CPT is the multimodal equivalent of CFR. The seller arranges and pays for transport to the named destination, regardless of mode (sea, air, road, rail, or any combination). The buyer is responsible for insurance. Risk transfers to the buyer when the cargo is handed to the first carrier in the country of origin, not at destination, the same split that catches first-time buyers under CIP.
What CPT Houston actually covers and what it doesn’t
Under CPT Houston (or CPT Sydney, or CPT Frankfurt), the Chinese seller is responsible for:
- Producing the goods to specification
- Export packaging including UN-certified packaging for DG cargo
- Inland transport from factory to the first carrier’s facility
- Chinese export customs clearance
- Multimodal carriage to the named destination
- Producing the bill of lading or air waybill, commercial invoice, packing list, COA, and MSDS
The seller is not responsible for:
- Marine or transit cargo insurance (the buyer arranges)
- Destination customs clearance
- Import duties, VAT, and destination taxes
- Final delivery from the carrier’s destination terminal to the buyer’s site
- Unloading
The insurance gap, again
CPT carries the same insurance gap as CFR. Risk transfers at origin. Freight is paid by the seller. The cargo moves under a contract the buyer never signed. If the cargo is damaged en route, the buyer owns the loss from the moment the first carrier took possession in China. Without a buyer-side cargo policy that attaches at “first carrier in country of origin,” the buyer is uninsured.
For volume buyers running an annual marine policy, this is fine, the policy covers it. For first-time buyers, CPT is dangerous unless an explicit per-shipment policy is bought before dispatch. If the buyer cannot guarantee an attaching policy, use CIP instead. The premium difference is usually small and the cover gap is closed.
CPT vs CIP: when each is the right choice
The choice between CPT and CIP is the same choice as CFR vs CIF, with one extra factor: under Incoterms 2020, CIP requires upgraded ICC Clauses A insurance, while CIF stayed at the minimum ICC Clauses C. CPT requires no insurance at all (buyer’s account).
For volume buyers with an annual marine policy, CPT is cheaper than CIP because the buyer is not paying for the seller’s insurance markup. For first-time buyers, CIP is safer because the upgraded all-risks cover comes attached.
When CPT is the right choice
CPT works well when:
- The cargo is air-freighted or moves multimodal. CFR is sea-only.
- The buyer has an annual marine cargo policy that attaches at first carrier in country of origin. The buyer captures the freight-bundling benefit without paying for redundant insurance.
- Containerised cargo moving from inland Chinese factories where the first leg is rail or road, not sea. CPT captures the multimodal nature of the journey.
When CPT is the wrong choice
CPT is inappropriate when:
- The buyer has no marine cargo insurance arranged. Use CIP. The CPT insurance gap has cost importers significant losses on shipments assumed insured but uncovered.

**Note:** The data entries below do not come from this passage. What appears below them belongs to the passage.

impl<S: InventoryStore> OrderService<S> {
    #[must_use]
    pub const fn new(store: S, rates: ShopRates) -> Self {
        Self {
            store,
            rates,
            notifier: None,
            catalog: None,
        }
    }

    /// Emit [`OrderPlaced`] through `notifier` after each placement.
    #[must_use]
    pub fn with_notifier(mut self, notifier: OrderNotifier) -> Self {
        self.notifier = Some(notifier);
        self
    }

    /// Invalidate `catalog` whenever stock changes.
    #[must_use]
    pub fn with_catalog_cache(mut self, catalog: CatalogCache) -> Self {
        self.catalog = Some(catalog);
        self
    }

    /// Place an order for `customer`.
    ///
    /// # Errors
    ///
    /// Returns `OrderError::Request` for an empty or malformed request and
    /// `OrderError::Inventory` if any line cannot be reserved. Nothing is
    /// written in either case.
    #[instrument(skip(self, customer, request), fields(user_id = %customer.id))]
    pub async fn place_order(
        &self,
        customer: &CurrentUser,
        request: &OrderRequest,
    ) -> Result<OrderWithLines, OrderError> {
        let lines = request.normalize()?;

        let mut tx = self.store.begin().await?;
        let items = inventory::reserve_lines(&mut tx, &lines).await?;
        let priced: Vec<PricedLine> = items.iter().map(OrderLine::priced).collect();
        let totals = OrderTotals::compute(&priced, &self.rates);

        let order = tx
            .insert_order(&NewOrder {
                user_id: customer.id,
                totals,
                status: OrderStatus::Pending,
            })
            .await?;
        tx.attach_lines(order.id, &priced).await?;
        tx.commit().await?;

        info!(order_id = %order.id, total = %order.total, lines = items.len(), "Order placed");
        self.stock_changed();

        let placed = OrderWithLines { order, items };
        if let Some(notifier) = &self.notifier {
            notifier.notify(OrderPlaced {
                order: placed.clone(),
                customer_name: customer.name.clone(),
                customer_email: customer.email.clone(),
            });
        }
        Ok(placed)
    }

    /// Cancel one of `customer`'s pending orders and put its stock back.
    ///
    /// # Errors
    ///
    /// Returns `OrderError::OrderNotFound`, `OrderError::NotOwner` or
    /// `OrderError::NotPending`; stock is untouched in each case.
    #[instrument(skip(self, customer), fields(user_id = %customer.id))]
    pub async fn cancel_order(
        &self,
        customer: &CurrentUser,
        order_id: OrderId,
    ) -> Result<Order, OrderError> {
        let mut tx = self.store.begin().await?;
        let locked = tx
            .lock_order(order_id)
            .await?
            .ok_or(OrderError::OrderNotFound(order_id))?;

        if locked.order.user_id != customer.id {
            return Err(OrderError::NotOwner);
        }
        if locked.order.status != OrderStatus::Pending {
            return Err(OrderError::NotPending);
        }

        inventory::restore_lines(&mut tx, &locked.lines).await?;
        let order = tx
            .set_order_status(order_id, OrderStatus::Cancelled)
            .await?;
        tx.commit().await?;

        info!(order_id = %order_id, "Order cancelled by customer");
        self.stock_changed();
        Ok(order)
    }

    /// Move an order to `status`, reconciling stock.
    ///
    /// # Errors
    ///
    /// Returns `OrderError::OrderNotFound` for an unknown order and
    /// `OrderError::Inventory` if leaving `cancelled` finds a product short; the
    /// order then stays `cancelled` and no stock changes.
    #[instrument(skip(self))]
    pub async fn change_status(
        &self,
        order_id: OrderId,
        status: OrderStatus,
    ) -> Result<Order, OrderError> {
        let mut tx = self.store.begin().await?;
        let locked = tx
            .lock_order(order_id)
            .await?
            .ok_or(OrderError::OrderNotFound(order_id))?;

        let from = locked.order.status;
        if from == status {
            return Ok(locked.order);
        }

        let effect = from.stock_effect(status);
        match effect {
            StockEffect::Restore => inventory::restore_lines(&mut tx, &locked.lines).await?,
            StockEffect::Reserve => inventory::rereserve_lines(&mut tx, &locked.lines).await?,
            StockEffect::None => {}
        }

        let order = tx.set_order_status(order_id, status).await?;
        tx.commit().await?;

        info!(order_id = %order_id, %from, to = %status, ?effect, "Order status changed");
        if effect != StockEffect::None {
            self.stock_changed();
        }
        Ok(order)
    }

    fn stock_changed(&self) {
        if let Some(catalog) = &self.catalog {
            catalog.invalidate_all();
        }
    }
}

- The cargo is high-value and the buyer wants to control carrier selection. Use FCA so the buyer picks the carrier from origin.
CPT versus CFR for multimodal chemical sourcing
CPT is the multimodal Incoterm that handles cargo crossing road, rail, sea, and air routings. CFR is its sea-only sibling, applicable only to maritime transport. For Chinese chemical sourcing, the choice between CPT and CFR depends on the routing structure. A cargo moving from a Chinese inland factory by truck to a Chinese coastal port and then by sea to a destination port is multimodal in form but the buyer typically only cares about the sea-freight leg; CFR is the cleaner Incoterm here because it scopes the seller’s obligation to the sea voyage only.
CPT becomes relevant for genuinely multimodal cargoes: rail cargo from Inner Mongolia or Xinjiang factories to a coastal port and then onward by sea, where the cost components (rail to port, port handling, sea freight) are all bundled into the seller’s quote. The rail leg in particular is meaningful because Chinese inland rail freight is a more significant cost element than coastal-port truck-haulage and the seller’s freight-forwarder relationships matter for the rail-leg cost.
CPT and the destination-side cost surprise
A buyer accepting CPT without specifying the named destination point precisely can run into destination-side cost surprises. CPT means the seller pays freight to the named destination, but destination-side terminal handling, drayage, and import handling are not automatically included. A CPT quote to “Houston” leaves ambiguity about whether the seller pays Houston port THC and drayage to the buyer’s warehouse, or only the freight to Houston port. Specify CPT with the precise named place, including whether terminal handling is included, to avoid the surprise.
Related Incoterms
CFR: sea-only equivalent. CIP: same risk transfer as CPT but with seller-arranged ICC Clauses A insurance. FCA: seller delivers to first carrier; buyer takes the freight too.